Truffle hunting experience: Some farms and truffle-hunting families offer organized truffle hunts with dogs in November — a 2-hour experience in the oak forests at dawn is among the most evocative culinary experiences in France.

Paris in November

Paris in November is the cultural city operating on its own terms:

Prix Goncourt and Prix Renaudot: France’s most prestigious literary prizes are announced in early November. The announcement at Drouant restaurant (9th arrondissement) is a media event; the winning books fill the bookshop windows within hours.

Cinema season: French cinema’s autumn season is the richest — Paris has the highest concentration of independent cinemas in the world. The Cinémathèque Française (Bercy) runs retrospectives and premieres. Cahiers du Cinéma publishes its year-end list.

Galeries Lafayette and Printemps windows: The department stores on Boulevard Haussmann install their animated Christmas window displays in November — a free spectacle and one of Paris’s most-photographed traditions.

The Marais art galleries: New exhibitions through November in the concentration of galleries between the Place des Vosges and Rue de Bretagne. Free to enter almost all.

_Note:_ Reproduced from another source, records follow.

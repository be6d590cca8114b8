//! Roster escalation — pool aggregation, staffing policy, coordination
//!
//! ## Flow
//!
//! ```text
//! EscalationRequest ─► PoolDirectory ─► Paginator (reserve pool)
//!                                          │
//!                                          ▼
//!                     SeverityPolicy (first round(N * f) members)
//!                                          │
//!                                          ▼
//!                     RosterPlatform::add_queue_members (additive only)
//! ```

pub mod escalation;
pub mod pagination;
pub mod policy;

pub use escalation::{EscalationCoordinator, EscalationError, EscalationOutcome, PoolDirectory};
pub use pagination::{AggregateError, PageItem, Paginator};
pub use policy::{proportional_count, PolicyError, SeverityPolicy};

Alsace Christmas Markets (Late November)

Strasbourg’s Christmas market — one of the oldest in Europe (since 1570) — officially opens on the last Friday of November. The pre-opening week in Strasbourg, with the stands being set up and the Cathedral square being transformed, has its own attraction.

Colmar, Obernai, Ribeauvillé, and Kaysersberg open their smaller but excellent markets in the final week of November. The November opening is less crowded than the December peak.

Budget in November

CategoryBudgetMid-range
Accommodation (Paris)€75–€132/night€165–€360/night
Accommodation (Burgundy, auction wkd)€120–€220/night€280–€600/night
Accommodation (Périgord)€60–€110/night€130–€280/night
Meals€13–€28/meal€35–€100/meal

Annual minimum pricing across France — except the Hospices de Beaune weekend, when Beaune and surrounding Burgundy accommodation spikes dramatically.

The Short Version

November is France’s gastronomy month. Beaujolais Nouveau makes the third Thursday the most festive Wednesday night in the French wine calendar. The Hospices de Beaune auction is the wine world’s most important single event. Black truffle season begins in the Périgord. Paris’s cultural life is at its richest — cinema, literature, galleries. And Alsace’s Christmas markets opening in late November provide the first glimpse of France’s finest winter tradition. November rewards travelers who are drawn to the country’s food and wine culture rather than its visual summer spectacle.